Fear and Trembling: Ashoka and its Many, Many Epidemics
By Siya Sharma (UG ‘23)
As the second half of our much beloved, smog-choked monsoon smog typhoon of a monsoon semester rears its ugly head – it’s all too easy to mistake that vague 10 AM nausea and a debilitating migraine for ever-familiar academic anxiety. More likely than not, it isn’t. You’d best believe there is a veritable assortment of ambiguous sicknesses festering in the heinously high AQI, and raring to go. God knows we’ve all been burned once already – be it the native Ashokan food poisoning, some dubious flu variant conceived in Satan’s own windpipe, or if you’re especially fortunate, an obscure foot fungus (let this serve as your daily reminder to invest in thick-soled, stalwart rubber slippers to brave those shower floors, huh?) Haul together a campus-wide infestation of creepy-crawlies (which have generationally evolved to resist the righteous avenging power of fumigation), suspicious pools of stagnant unidentifiable liquids of varying hues, and pollution that could reasonably justify your smoking habit (what’s one cigarette when breathing this air is like smoking four a day?), and you’ve got wrought a nuclear reactor fire of disease that will leave nothing but the unconquerable Fuel zone fruit flies standing.
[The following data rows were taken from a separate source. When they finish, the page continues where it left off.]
// Copyright 2024. The Tari Project
//
// Redistribution and use in source and binary forms, with or without modification, are permitted provided that the
// following conditions are met:
//
// 1. Redistributions of source code must retain the above copyright notice, this list of conditions and the following
// disclaimer.
//
// 2. Redistributions in binary form must reproduce the above copyright notice, this list of conditions and the
// following disclaimer in the documentation and/or other materials provided with the distribution.
//
// 3. Neither the name of the copyright holder nor the names of its contributors may be used to endorse or promote
// products derived from this software without specific prior written permission.
//
// THIS SOFTWARE IS PROVIDED BY THE COPYRIGHT HOLDERS AND CONTRIBUTORS "AS IS" AND ANY EXPRESS OR IMPLIED WARRANTIES,
// INCLUDING, BUT NOT LIMITED TO, THE IMPLIED WARRANTIES OF MERCHANTABILITY AND FITNESS FOR A PARTICULAR PURPOSE ARE
// DISCLAIMED. IN NO EVENT SHALL THE COPYRIGHT HOLDER OR CONTRIBUTORS BE LIABLE FOR ANY DIRECT, INDIRECT, INCIDENTAL,
// SPECIAL, EXEMPLARY, OR CONSEQUENTIAL DAMAGES (INCLUDING, BUT NOT LIMITED TO, PROCUREMENT OF SUBSTITUTE GOODS OR
// SERVICES; LOSS OF USE, DATA, OR PROFITS; OR BUSINESS INTERRUPTION) HOWEVER CAUSED AND ON ANY THEORY OF LIABILITY,
// WHETHER IN CONTRACT, STRICT LIABILITY, OR TORT (INCLUDING NEGLIGENCE OR OTHERWISE) ARISING IN ANY WAY OUT OF THE
// USE OF THIS SOFTWARE, EVEN IF ADVISED OF THE POSSIBILITY OF SUCH DAMAGE.

use std::sync::{
    atomic::{AtomicU32, Ordering},
    Arc,
    RwLock,
};

use log::*;

use crate::{
    chain_storage::{ChainStorageError, DbTransaction, MemoryUtxoSet, Utxo, UtxoFilter, UtxoSet, UtxoSource},
    transactions::transaction_components::{OutPoint, Transaction, TransactionOutput},
    validation::{TransactionContext, TransactionValidation, TransactionValidator, ValidationError},
};

const LOG_TARGET: &str = "c::cs::ledger";

/// A transaction that the ledger has applied, with the outputs its inputs spent
#[derive(Debug, Clone, PartialEq, Eq)]
pub struct ConfirmedTransaction {
    pub transaction: Transaction,
    pub source_outputs: Vec<TransactionOutput>,
    pub height: u64,
}

/// An in-memory ledger. Transactions are validated against the UTXO set and applied atomically to the block that
/// follows the current tip. Mining only moves the tip, which is what relative timelocks are measured against.
#[derive(Clone)]
pub struct Ledger<B = MemoryUtxoSet> {
    db: B,
    validator: Arc<TransactionValidator>,
    history: Arc<RwLock<Vec<ConfirmedTransaction>>>,
    seed_nonce: Arc<AtomicU32>,
}

impl Ledger<MemoryUtxoSet> {
    /// A memory backed ledger with the standard validation rules
    pub fn in_memory() -> Self {
        Self::new(MemoryUtxoSet::new(), TransactionValidator::default())
    }
}

impl<B: UtxoSet> Ledger<B> {
    pub fn new(db: B, validator: TransactionValidator) -> Self {
        Self {
            db,
            validator: Arc::new(validator),
            history: Arc::new(RwLock::new(Vec::new())),
            seed_nonce: Arc::new(AtomicU32::new(0)),
        }
    }

    pub fn db(&self) -> &B {
        &self.db
    }

    /// Creates `outputs` out of thin air, like a genesis block or a coinbase. Nothing is validated.
    pub fn seed(&self, outputs: Vec<TransactionOutput>) -> Result<Vec<Utxo>, ChainStorageError> {
        let mut genesis = Transaction::new(Vec::new(), outputs);
        // distinct seeds of identical outputs must not share a txid
        genesis.lock_time = self.seed_nonce.fetch_add(1, Ordering::SeqCst);
        let height = self.db.tip_height()?;
        let utxos = self.created_utxos(&genesis, height);
        let mut txn = DbTransaction::new();
        for utxo in &utxos {
            txn.insert_utxo(utxo.clone());
        }
        self.db.write(txn)?;
        info!(
            target: LOG_TARGET,
            "Seeded {} outputs at height {} in {}",
            utxos.len(),
            height,
            genesis.txid()
        );
        Ok(utxos)
    }

    /// Resolves the outputs spent by `transaction`, in input order
    pub fn fetch_spent_utxos(&self, transaction: &Transaction) -> Result<Vec<Utxo>, ChainStorageError> {
        transaction
            .inputs
            .iter()
            .enumerate()
            .map(|(index, input)| -> Result<Utxo, ChainStorageError> {
                let utxo = self.db.fetch_utxo(&input.outpoint)?.ok_or(ValidationError::UnknownInput {
                    index,
                    outpoint: input.outpoint,
                })?;
                Ok(utxo)
            })
            .collect()
    }

    /// Validates `transaction` as if it were included in the next block, without applying it
    pub fn validate(&self, transaction: &Transaction) -> Result<(), ChainStorageError> {
        let spent = self.fetch_spent_utxos(transaction)?;
        let context = TransactionContext::new(transaction, spent, self.db.tip_height()?)?;
        self.validator.validate(&context)?;
        Ok(())
    }

    /// Validates and applies `transaction`. Its inputs are removed from and its spendable outputs added to the UTXO
    /// set in a single atomic write, so of two transactions spending the same output only the first succeeds.
    pub fn submit(&self, transaction: &Transaction) -> Result<Vec<Utxo>, ChainStorageError> {
        let tip_height = self.db.tip_height()?;
        let spent = self.fetch_spent_utxos(transaction)?;
        let context = TransactionContext::new(transaction, spent, tip_height)?;
        if let Err(e) = self.validator.validate(&context) {
            debug!(target: LOG_TARGET, "Rejected {}: {}", transaction.txid(), e);
            return Err(e.into());
        }

        let height = tip_height + 1;
        let created = self.created_utxos(transaction, height);
        let mut txn = DbTransaction::new();
        for input in &transaction.inputs {
            txn.spend_utxo(input.outpoint);
        }
        for utxo in &created {
            txn.insert_utxo(utxo.clone());
        }
        self.db.write(txn)?;

        self.history
            .write()
            .map_err(|e| ChainStorageError::AccessError(e.to_string()))?
            .push(ConfirmedTransaction {
                transaction: transaction.clone(),
                source_outputs: context.source_outputs().to_vec(),
                height,
            });
        info!(
            target: LOG_TARGET,
            "Applied transaction {} ({} inputs, {} outputs) at height {}",
            transaction.txid(),
            transaction.inputs.len(),
            transaction.outputs.len(),
            height
        );
        Ok(created)
    }

    /// Advances the tip by `blocks`, returning the new tip height
    pub fn mine_blocks(&self, blocks: u64) -> Result<u64, ChainStorageError> {
        let height = self
            .db
            .tip_height()?
            .checked_add(blocks)
            .ok_or_else(|| ChainStorageError::InvalidOperation("tip height overflow".to_string()))?;
        let mut txn = DbTransaction::new();
        txn.set_tip_height(height);
        self.db.write(txn)?;
        debug!(target: LOG_TARGET, "Mined {} blocks, tip is now {}", blocks, height);
        Ok(height)
    }

    /// Every transaction applied through [Ledger::submit], oldest first
    pub fn transactions(&self) -> Result<Vec<ConfirmedTransaction>, ChainStorageError> {
        Ok(self
            .history
            .read()
            .map_err(|e| ChainStorageError::AccessError(e.to_string()))?
            .clone())
    }

    fn created_utxos(&self, transaction: &Transaction, height: u64) -> Vec<Utxo> {
        let txid = transaction.txid();
        transaction
            .outputs
            .iter()
            .enumerate()
            .filter(|(_, output)| !output.locking_bytecode.is_op_return())
            .map(|(index, output)| Utxo::new(OutPoint::new(txid, index as u32), output.clone(), height))
            .collect()
    }
}

impl<B: UtxoSet> UtxoSource for Ledger<B> {
    fn fetch_utxos(&self, filter: &UtxoFilter) -> Result<Vec<Utxo>, ChainStorageError> {
        self.db.fetch_utxos(filter)
    }

    fn fetch_utxo(&self, outpoint: &OutPoint) -> Result<Option<Utxo>, ChainStorageError> {
        self.db.fetch_utxo(outpoint)
    }

    fn tip_height(&self) -> Result<u64, ChainStorageError> {
        self.db.tip_height()
    }
}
Campus isn’t big enough to offset its own (prodigious) capacity for contagion. With the recent influx of bright-eyed and bushy-tailed freshmen, our little microcosm’s population density ranges from one-square-foot-of-personal-space to academic-block-elevator-after-lunch-someone’s-hot-breath-is-burning-my-neck proportions. We’ve all suffered firsthand the nasal congestion and soaring fever that swept the campus about two weeks before midterm break – I, personally, don’t know anyone who didn’t come down with it. Round two looks promising – come November, Ashoka’s run-of-the-mill symphony of suppressed coughing is once again ringing out in the middle of classes spanning all departments and buildings. It’s all fun and games until you’re holding onto life solely through a refined cocktail of antihistamines, anti-inflammatory medication, and Fuelzone masala chai. The Ashokan academic rigor and our all-consuming smog form an amalgam that produces such a heightened susceptibility to illness that it is a biochemical marvel and a half–but that’s neither here nor there. As we batten down the hatches for this second wind, it might be worth exploring how this onslaught of ailments comes to be, and why it’s attacking us with renewed vigor this semester in particular.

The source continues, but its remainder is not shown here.